-- Opening Marker --
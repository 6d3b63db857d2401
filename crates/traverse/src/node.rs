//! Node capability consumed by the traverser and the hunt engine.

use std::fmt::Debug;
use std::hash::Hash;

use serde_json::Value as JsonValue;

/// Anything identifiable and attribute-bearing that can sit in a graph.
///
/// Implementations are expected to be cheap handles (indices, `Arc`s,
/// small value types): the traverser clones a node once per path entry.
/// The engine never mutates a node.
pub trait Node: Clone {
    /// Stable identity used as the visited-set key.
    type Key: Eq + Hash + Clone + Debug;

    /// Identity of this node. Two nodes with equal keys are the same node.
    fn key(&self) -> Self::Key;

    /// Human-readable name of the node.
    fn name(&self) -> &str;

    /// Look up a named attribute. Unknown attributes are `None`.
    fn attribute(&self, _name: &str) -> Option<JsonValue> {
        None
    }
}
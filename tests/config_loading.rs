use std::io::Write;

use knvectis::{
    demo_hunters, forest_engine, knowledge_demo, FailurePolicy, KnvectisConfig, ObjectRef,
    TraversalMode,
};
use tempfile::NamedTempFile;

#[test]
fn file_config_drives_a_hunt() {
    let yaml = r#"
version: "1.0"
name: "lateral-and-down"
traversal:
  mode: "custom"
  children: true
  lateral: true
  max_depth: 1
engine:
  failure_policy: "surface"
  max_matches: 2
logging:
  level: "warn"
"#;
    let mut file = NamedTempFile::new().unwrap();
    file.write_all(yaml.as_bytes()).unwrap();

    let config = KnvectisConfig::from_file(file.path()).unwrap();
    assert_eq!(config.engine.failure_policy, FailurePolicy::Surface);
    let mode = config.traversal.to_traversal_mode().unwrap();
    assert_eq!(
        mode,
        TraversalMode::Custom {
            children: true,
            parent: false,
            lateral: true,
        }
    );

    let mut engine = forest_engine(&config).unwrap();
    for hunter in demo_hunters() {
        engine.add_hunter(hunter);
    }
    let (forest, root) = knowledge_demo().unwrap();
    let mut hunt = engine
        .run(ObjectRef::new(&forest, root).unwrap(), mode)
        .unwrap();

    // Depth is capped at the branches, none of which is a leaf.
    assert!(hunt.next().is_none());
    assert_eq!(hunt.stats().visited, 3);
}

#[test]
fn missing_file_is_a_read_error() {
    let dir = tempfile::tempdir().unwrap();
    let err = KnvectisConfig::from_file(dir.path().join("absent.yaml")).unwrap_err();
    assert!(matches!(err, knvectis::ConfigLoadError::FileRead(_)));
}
-- Closing Marker --
### DIRECTIONS FOR THIS TASK:
For each line in the data that holds the word "KnvectisConfig", copy the line.

### OUTPUT FOR THIS EXERCISE:
    demo_hunters, forest_engine, knowledge_demo, FailurePolicy, KnvectisConfig, ObjectRef,
    let config = KnvectisConfig::from_file(file.path()).unwrap();
    let err = KnvectisConfig::from_file(dir.path().join("absent.yaml")).unwrap_err();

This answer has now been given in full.